Two dollars a transaction??? Really?

While it’s a noble idea to stop wasting the paper associated with checks, it’s somewhat ignoble to push the cost of paying workers back onto the workers themselves.

Isn’t a better solution to help the workers get set up with direct deposit and a checking account?

Len Lewis
Guest
Len Lewis
11 years 8 months ago

You’ve got to be kidding. What happens to the thousands and thousands of Wal-Mart workers who may not have checking accounts? You force them to take debit cards. And what happens when those “low” fees are all of a sudden adjusted upward?

Wal-Mart has worked hard to polish its image and then comes up with this. I can imagine the backlash….

Charlie Moro
Guest
Charlie Moro
11 years 8 months ago

It may cut expenses, but for those people that for some reason do not use a bank or credit union, would lead one to think that payments for things like rent, bus and taxi are a cash transaction…how will those people convert their debit card to usable currency?

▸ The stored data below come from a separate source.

//! TOML settings for the catalog tools
//!
//! Selects the storage backend (snapshot file or PostgreSQL), the decoder,
//! and optionally overrides pipeline parameters:
//!
//! ```toml
//! [storage]
//! backend = "postgresql"
//!
//! [storage.postgresql]
//! host = "db.local"
//!
//! [decoder]
//! backend = "ffmpeg"
//!
//! [pipeline]
//! fanout = 8
//! ```

use crate::audio::{Decoder, FfmpegDecoder, NativeDecoder};
use crate::config::SoundmarkConfig;
use crate::error::{Result, SoundmarkError};
use crate::store::{FingerprintStore, MemoryStore, PostgresStore};
use serde::{Deserialize, Serialize};
use std::path::{Path, PathBuf};

/// Main settings structure
#[derive(Debug, Clone, Default, Deserialize, Serialize)]
pub struct SoundmarkSettings {
    #[serde(default)]
    pub storage: StorageSettings,
    #[serde(default)]
    pub decoder: DecoderSettings,
    #[serde(default)]
    pub pipeline: SoundmarkConfig,
}

/// Storage backend configuration
#[derive(Debug, Clone, Default, Deserialize, Serialize)]
pub struct StorageSettings {
    #[serde(default)]
    pub backend: StorageBackend,
    #[serde(default)]
    pub snapshot: SnapshotSettings,
    #[serde(default)]
    pub postgresql: PostgresSettings,
}

/// Storage backend type
#[derive(Debug, Clone, Copy, Default, Deserialize, Serialize, PartialEq, Eq)]
#[serde(rename_all = "lowercase")]
pub enum StorageBackend {
    #[default]
    Snapshot,
    Postgresql,
}

/// Snapshot file backend configuration
#[derive(Debug, Clone, Deserialize, Serialize)]
pub struct SnapshotSettings {
    #[serde(default = "default_snapshot_path")]
    pub path: PathBuf,
}

impl Default for SnapshotSettings {
    fn default() -> Self {
        Self {
            path: default_snapshot_path(),
        }
    }
}

fn default_snapshot_path() -> PathBuf {
    PathBuf::from("./catalog.smcat")
}

/// PostgreSQL backend configuration
#[derive(Debug, Clone, Deserialize, Serialize)]
pub struct PostgresSettings {
    #[serde(default = "default_host")]
    pub host: String,
    #[serde(default = "default_port")]
    pub port: u16,
    #[serde(default = "default_database")]
    pub database: String,
    #[serde(default = "default_user")]
    pub user: String,
    #[serde(default = "default_password")]
    pub password: String,
    #[serde(default = "default_max_connections")]
    pub max_connections: u32,
}

impl Default for PostgresSettings {
    fn default() -> Self {
        Self {
            host: default_host(),
            port: default_port(),
            database: default_database(),
            user: default_user(),
            password: default_password(),
            max_connections: default_max_connections(),
        }
    }
}

fn default_host() -> String {
    "localhost".to_string()
}
fn default_port() -> u16 {
    5432
}
fn default_database() -> String {
    "soundmark".to_string()
}
fn default_user() -> String {
    "soundmark_user".to_string()
}
fn default_password() -> String {
    "soundmark_pass".to_string()
}
fn default_max_connections() -> u32 {
    10
}

/// Decoder selection
#[derive(Debug, Clone, Deserialize, Serialize)]
pub struct DecoderSettings {
    #[serde(default)]
    pub backend: DecoderBackend,
    #[serde(default = "default_ffmpeg_path")]
    pub ffmpeg_path: PathBuf,
}

impl Default for DecoderSettings {
    fn default() -> Self {
        Self {
            backend: DecoderBackend::default(),
            ffmpeg_path: default_ffmpeg_path(),
        }
    }
}

fn default_ffmpeg_path() -> PathBuf {
    PathBuf::from("ffmpeg")
}

#[derive(Debug, Clone, Copy, Default, Deserialize, Serialize, PartialEq, Eq)]
#[serde(rename_all = "lowercase")]
pub enum DecoderBackend {
    #[default]
    Native,
    Ffmpeg,
}

impl SoundmarkSettings {
    /// Load settings from a TOML file
    pub fn load(path: &Path) -> Result<Self> {
        let content = std::fs::read_to_string(path).map_err(|e| {
            SoundmarkError::InvalidConfig(format!(
                "failed to read settings file {}: {}",
                path.display(),
                e
            ))
        })?;
        Self::from_toml(&content)
    }

    pub fn from_toml(content: &str) -> Result<Self> {
        let settings: SoundmarkSettings = toml::from_str(content).map_err(|e| {
            SoundmarkError::InvalidConfig(format!("failed to parse TOML settings: {}", e))
        })?;
        settings.pipeline.validate()?;
        Ok(settings)
    }

    /// Get PostgreSQL connection string (password elided)
    pub fn connection_string(&self) -> Option<String> {
        match self.storage.backend {
            StorageBackend::Postgresql => {
                let pg = &self.storage.postgresql;
                Some(format!(
                    "postgresql://{}:***@{}:{}/{}",
                    pg.user, pg.host, pg.port, pg.database
                ))
            }
            StorageBackend::Snapshot => None,
        }
    }

    /// Open the configured catalog backend
    pub fn open_store(&self) -> Result<Box<dyn FingerprintStore>> {
        match self.storage.backend {
            StorageBackend::Snapshot => {
                let store = MemoryStore::open(&self.storage.snapshot.path)?;
                Ok(Box::new(store))
            }
            StorageBackend::Postgresql => {
                let store = PostgresStore::connect(&self.storage.postgresql)?;
                Ok(Box::new(store))
            }
        }
    }

    /// Build the configured decoder for the pipeline's sample rate
    pub fn build_decoder(&self) -> Box<dyn Decoder> {
        let rate = self.pipeline.sample_rate;
        match self.decoder.backend {
            DecoderBackend::Native => Box::new(NativeDecoder::new(rate)),
            DecoderBackend::Ffmpeg => {
                Box::new(FfmpegDecoder::with_binary(&self.decoder.ffmpeg_path, rate))
            }
        }
    }
}
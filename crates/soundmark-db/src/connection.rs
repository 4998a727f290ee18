//! Database connection management

use anyhow::Context;
use deadpool_postgres::{Config, ManagerConfig, Pool, PoolConfig, RecyclingMethod, Runtime};
use tokio_postgres::NoTls;

pub type DbPool = Pool;

/// Schema bootstrap applied by [`ensure_schema`]
const SCHEMA_SQL: &str = include_str!("../migrations/001_init.sql");

/// Create a PostgreSQL connection pool
pub fn create_pool(
    host: &str,
    port: u16,
    database: &str,
    user: &str,
    password: &str,
    max_connections: u32,
) -> anyhow::Result<DbPool> {
    let mut cfg = Config::new();
    cfg.host = Some(host.to_string());
    cfg.port = Some(port);
    cfg.dbname = Some(database.to_string());
    cfg.user = Some(user.to_string());
    cfg.password = Some(password.to_string());

    cfg.manager = Some(ManagerConfig {
        recycling_method: RecyclingMethod::Fast,
    });
    cfg.pool = Some(PoolConfig::new(max_connections.max(1) as usize));

    let pool = cfg
        .create_pool(Some(Runtime::Tokio1), NoTls)
        .context("Failed to create PostgreSQL pool")?;

    Ok(pool)
}

/// Test database connection
pub async fn test_connection(pool: &DbPool) -> anyhow::Result<()> {
    let client = pool.get().await?;
    let row = client.query_one("SELECT 1 as test", &[]).await?;
    let test: i32 = row.get(0);

    if test == 1 {
        Ok(())
    } else {
        anyhow::bail!("Database connection test failed")
    }
}

/// Create catalog tables, indexes and views if they do not exist yet
pub async fn ensure_schema(pool: &DbPool) -> anyhow::Result<()> {
    let client = pool.get().await?;
    client
        .batch_execute(SCHEMA_SQL)
        .await
        .context("Failed to apply catalog schema")?;
    log::debug!("Catalog schema is up to date");
    Ok(())
}
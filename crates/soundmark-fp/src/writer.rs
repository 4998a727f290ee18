//! Catalog snapshot writer

use crate::format::{CatalogSnapshot, SnapshotHeader};
use anyhow::{Context, Result};
use std::fs::File;
use std::io::{BufWriter, Write};
use std::path::Path;

/// CRC used for snapshot payload checksums
pub(crate) const CHECKSUM: crc::Crc<u64> = crc::Crc::<u64>::new(&crc::CRC_64_ECMA_182);

pub struct SnapshotWriter {
    compress: bool,
    level: i32,
}

impl SnapshotWriter {
    pub fn new() -> Self {
        Self {
            compress: true,
            level: 3,
        }
    }

    /// Writer that stores the payload without zstd compression
    pub fn uncompressed() -> Self {
        Self {
            compress: false,
            level: 0,
        }
    }

    /// Write a snapshot file.
    ///
    /// The file is written next to `path` first and renamed into place, so a
    /// crash mid-write never leaves a truncated catalog behind.
    pub fn write(&self, path: &Path, snapshot: &CatalogSnapshot) -> Result<()> {
        let payload = bincode::serialize(snapshot).context("Failed to encode catalog snapshot")?;

        let mut header = SnapshotHeader::new(
            payload.len() as u64,
            snapshot.tracks.len() as u32,
            snapshot.num_landmarks(),
        );

        let stored = if self.compress {
            let compressed = zstd::encode_all(&payload[..], self.level)
                .context("Failed to compress catalog snapshot")?;
            header.set_compressed(true);
            header.payload_size_compressed = compressed.len() as u64;
            compressed
        } else {
            payload
        };
        header.checksum = CHECKSUM.checksum(&stored);

        if let Some(parent) = path.parent() {
            if !parent.as_os_str().is_empty() {
                std::fs::create_dir_all(parent).with_context(|| {
                    format!("Failed to create snapshot directory: {}", parent.display())
                })?;
            }
        }

        let tmp_path = path.with_extension("smcat.tmp");
        {
            let file = File::create(&tmp_path)
                .with_context(|| format!("Failed to create snapshot: {}", tmp_path.display()))?;
            let mut writer = BufWriter::new(file);
            writer.write_all(&header.to_bytes())?;
            writer.write_all(&stored)?;
            writer.flush()?;
        }

        std::fs::rename(&tmp_path, path)
            .with_context(|| format!("Failed to move snapshot into place: {}", path.display()))?;

        Ok(())
    }
}

impl Default for SnapshotWriter {
    fn default() -> Self {
        Self::new()
    }
}
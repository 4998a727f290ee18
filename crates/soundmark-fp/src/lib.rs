//! Soundmark catalog file format library

pub mod format;
pub mod json_format;
pub mod reader;
pub mod writer;

pub use format::{
    CatalogSnapshot, FormatError, SnapshotHeader, SnapshotLandmark, SnapshotTrack, HEADER_SIZE,
    MAGIC, VERSION,
};
pub use json_format::TrackExport;
pub use reader::SnapshotReader;
pub use writer::SnapshotWriter;
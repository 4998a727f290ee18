//! Spectral peak extraction
//!
//! Per frame, keeps the most prominent local maxima inside the configured
//! frequency band. Selection is deterministic: ties on prominence and
//! magnitude fall back to the lower bin.

use crate::config::SoundmarkConfig;
use crate::spectrum::SpectrumFrame;
use rayon::prelude::*;
use serde::{Deserialize, Serialize};
use std::cmp::Ordering;

const MEAN_EPSILON: f32 = 1e-9;

/// A local maximum in one frame's spectrum
#[derive(Debug, Clone, Copy, PartialEq, Serialize, Deserialize)]
pub struct Peak {
    pub frame_index: usize,
    pub time_offset_ms: f64,
    pub frequency_bin: u16,
    pub frequency_hz: f32,
    pub magnitude: f32,
}

#[derive(Debug, Clone, Copy)]
struct Candidate {
    bin: usize,
    magnitude: f32,
    prominence: f32,
}

/// Peak extractor
pub struct PeakExtractor {
    min_bin: usize,
    max_bin: usize,
    peaks_per_frame: usize,
    min_separation: usize,
    neighborhood: usize,
    min_prominence: f32,
    min_magnitude: f32,
    hz_per_bin: f32,
}

impl PeakExtractor {
    pub fn new(config: &SoundmarkConfig) -> Self {
        let (min_bin, max_bin) = config.band_bins();
        Self {
            min_bin,
            max_bin,
            peaks_per_frame: config.peaks_per_frame,
            min_separation: config.peak_min_separation,
            neighborhood: config.peak_min_separation.max(config.peak_neighborhood),
            min_prominence: config.peak_min_prominence,
            min_magnitude: config.peak_min_magnitude,
            hz_per_bin: config.hz_for_bin(1),
        }
    }

    /// Peaks of every frame, in frame order then bin order
    pub fn extract(&self, frames: &[SpectrumFrame]) -> Vec<Peak> {
        let peaks: Vec<Peak> = frames
            .par_iter()
            .flat_map_iter(|frame| {
                self.find_peaks(&frame.magnitudes, self.min_bin, self.max_bin, self.peaks_per_frame)
                    .into_iter()
                    .map(move |(bin, magnitude)| Peak {
                        frame_index: frame.frame_index,
                        time_offset_ms: frame.time_offset_ms,
                        frequency_bin: bin as u16,
                        frequency_hz: bin as f32 * self.hz_per_bin,
                        magnitude,
                    })
            })
            .collect();

        log::debug!("Extracted {} peaks from {} frames", peaks.len(), frames.len());
        peaks
    }

    /// Up to `target_count` peaks of one spectrum within `[min_bin, max_bin]`,
    /// ordered by bin
    pub fn find_peaks(
        &self,
        spectrum: &[f32],
        min_bin: usize,
        max_bin: usize,
        target_count: usize,
    ) -> Vec<(usize, f32)> {
        let len = spectrum.len();
        if target_count == 0 || len < 2 * self.min_separation + 1 || len < 3 {
            return Vec::new();
        }

        let lo = min_bin.max(1);
        let hi = max_bin.min(len - 2);
        if lo > hi {
            return Vec::new();
        }

        let mut candidates: Vec<Candidate> = (lo..=hi)
            .filter_map(|bin| {
                let magnitude = spectrum[bin];
                if magnitude < self.min_magnitude
                    || magnitude <= spectrum[bin - 1]
                    || magnitude <= spectrum[bin + 1]
                {
                    return None;
                }

                let prominence = magnitude / self.neighborhood_mean(spectrum, bin);
                (prominence >= self.min_prominence).then_some(Candidate {
                    bin,
                    magnitude,
                    prominence,
                })
            })
            .collect();

        candidates.sort_by(rank);

        let mut selected: Vec<Candidate> = Vec::with_capacity(target_count);
        for candidate in candidates {
            if selected.len() == target_count {
                break;
            }
            if selected
                .iter()
                .all(|s| s.bin.abs_diff(candidate.bin) >= self.min_separation)
            {
                selected.push(candidate);
            }
        }

        selected.sort_by_key(|c| c.bin);
        selected.into_iter().map(|c| (c.bin, c.magnitude)).collect()
    }

    /// Mean magnitude of the bins around `bin`, excluding `bin` itself
    fn neighborhood_mean(&self, spectrum: &[f32], bin: usize) -> f32 {
        let start = bin.saturating_sub(self.neighborhood);
        let end = (bin + self.neighborhood).min(spectrum.len() - 1);

        let (sum, count) = (start..=end)
            .filter(|&i| i != bin)
            .fold((0.0f32, 0usize), |(sum, count), i| (sum + spectrum[i], count + 1));

        if count == 0 {
            MEAN_EPSILON
        } else {
            sum / count as f32 + MEAN_EPSILON
        }
    }
}

/// Prominence descending, magnitude descending, bin ascending
fn rank(a: &Candidate, b: &Candidate) -> Ordering {
    b.prominence
        .total_cmp(&a.prominence)
        .then_with(|| b.magnitude.total_cmp(&a.magnitude))
        .then_with(|| a.bin.cmp(&b.bin))
}

#[cfg(test)]
mod tests {
    use super::*;

    fn extractor() -> PeakExtractor {
        PeakExtractor::new(&SoundmarkConfig::default())
    }

    fn spectrum_with(peaks: &[(usize, f32)]) -> Vec<f32> {
        let mut spectrum = vec![0.01f32; 512];
        for &(bin, mag) in peaks {
            spectrum[bin] = mag;
        }
        spectrum
    }

    #[test]
    fn test_finds_isolated_peaks_in_bin_order() {
        let spectrum = spectrum_with(&[(40, 0.5), (10, 0.3), (70, 0.2)]);
        let peaks = extractor().find_peaks(&spectrum, 1, 93, 5);
        assert_eq!(peaks, vec![(10, 0.3), (40, 0.5), (70, 0.2)]);
    }

    #[test]
    fn test_respects_band_and_target_count() {
        let spectrum = spectrum_with(&[(5, 0.9), (20, 0.8), (35, 0.7), (150, 1.0)]);
        let ex = extractor();

        // Bin 150 is above the 4 kHz band edge
        let peaks = ex.find_peaks(&spectrum, 1, 93, 5);
        assert!(peaks.iter().all(|&(bin, _)| bin <= 93));

        let top_two = ex.find_peaks(&spectrum, 1, 93, 2);
        assert_eq!(top_two, vec![(5, 0.9), (20, 0.8)]);
    }

    #[test]
    fn test_enforces_minimum_separation() {
        // Two maxima two bins apart: only the stronger survives
        let mut spectrum = spectrum_with(&[(30, 0.6), (32, 0.5)]);
        spectrum[31] = 0.02;
        let peaks = extractor().find_peaks(&spectrum, 1, 93, 5);
        assert_eq!(peaks, vec![(30, 0.6)]);
    }

    #[test]
    fn test_rejects_flat_and_quiet_regions() {
        let ex = extractor();

        // Plateau: not strictly greater than neighbours
        let mut spectrum = vec![0.01f32; 512];
        spectrum[20] = 0.5;
        spectrum[21] = 0.5;
        assert!(ex.find_peaks(&spectrum, 1, 93, 5).is_empty());

        // Below the absolute floor
        let spectrum = spectrum_with(&[(20, 5e-4)]);
        let quiet: Vec<f32> = spectrum.iter().map(|m| m * 0.01).collect();
        assert!(ex.find_peaks(&quiet, 1, 93, 5).is_empty());

        // Not prominent enough against its neighbourhood
        let mut spectrum = vec![0.1f32; 512];
        spectrum[50] = 0.2;
        assert!(ex.find_peaks(&spectrum, 1, 93, 5).is_empty());

        assert!(ex.find_peaks(&[0.0; 512], 1, 93, 5).is_empty());
    }

    #[test]
    fn test_short_spectrum_yields_nothing() {
        let ex = extractor();
        assert!(ex.find_peaks(&[0.0, 1.0, 0.0], 0, 2, 5).is_empty());
        assert!(ex.find_peaks(&[], 0, 10, 5).is_empty());
    }

    #[test]
    fn test_extract_tags_frame_position() {
        let config = SoundmarkConfig::default();
        let frames = vec![
            SpectrumFrame {
                frame_index: 0,
                time_offset_ms: 0.0,
                magnitudes: spectrum_with(&[(10, 0.4)]),
            },
            SpectrumFrame {
                frame_index: 1,
                time_offset_ms: 11.6,
                magnitudes: spectrum_with(&[(12, 0.4), (60, 0.3)]),
            },
        ];

        let peaks = PeakExtractor::new(&config).extract(&frames);
        assert_eq!(peaks.len(), 3);
        assert_eq!(peaks[0].frame_index, 0);
        assert_eq!(peaks[1].frequency_bin, 12);
        assert_eq!(peaks[2].time_offset_ms, 11.6);
        assert!((peaks[0].frequency_hz - config.hz_for_bin(10)).abs() < 1e-3);
    }
}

Seems misguided, where maybe a better effort may be to identify the real needs of those employees and see how best to give them options.

Max Goldberg
Guest
11 years 8 months ago

Here they go again…Walmart pushes the cost of doing business onto someone else. This time, it’s their employees. Why should employees be charged anything to access their money? Walmart can’t seem to get it right. For every step they take forward to improve their image, they take a giant step back.

David Livingston
Guest
11 years 8 months ago

I don’t see why not. I used to work for F.W. Woolworth and even the managers were paid in cash. What’s the difference? Wal-Mart could save on the plastic by simply paying employees in cash and avoiding an additional transaction.

George Anderson
Guest
11 years 8 months ago

Wal-Mart has said its workers can receive checkbooks to write checks for those who don’t accept the card.

Carol Spieckerman
Guest
11 years 8 months ago

The only people who should be outraged by this are the check-cashing services. They may have to increase their already-usurious fees in order to compensate for the loss of customers. Check-cashing fees vs. debit card fees? No contest! Walmart is presenting options; not mandates.

Cathy Hotka
Guest
11 years 8 months ago

Here’s one more piece of encouragement to Walmart employees to establish a checking account. Anyone who’s struggled with one of those debit cards you get as a rebate from AT&T (retailers won’t take them, the card expires quickly, etc.) knows the potential pitfalls that Walmart employees will face. Perhaps Walmart could offer its people some financial education….

Steve Montgomery
Guest
11 years 8 months ago

There remains a large percentage of the population that is unbanked. Some because they don’t want a paper trail as they undocumented and others simply because they don’t understand the value in having a relationship with a bank.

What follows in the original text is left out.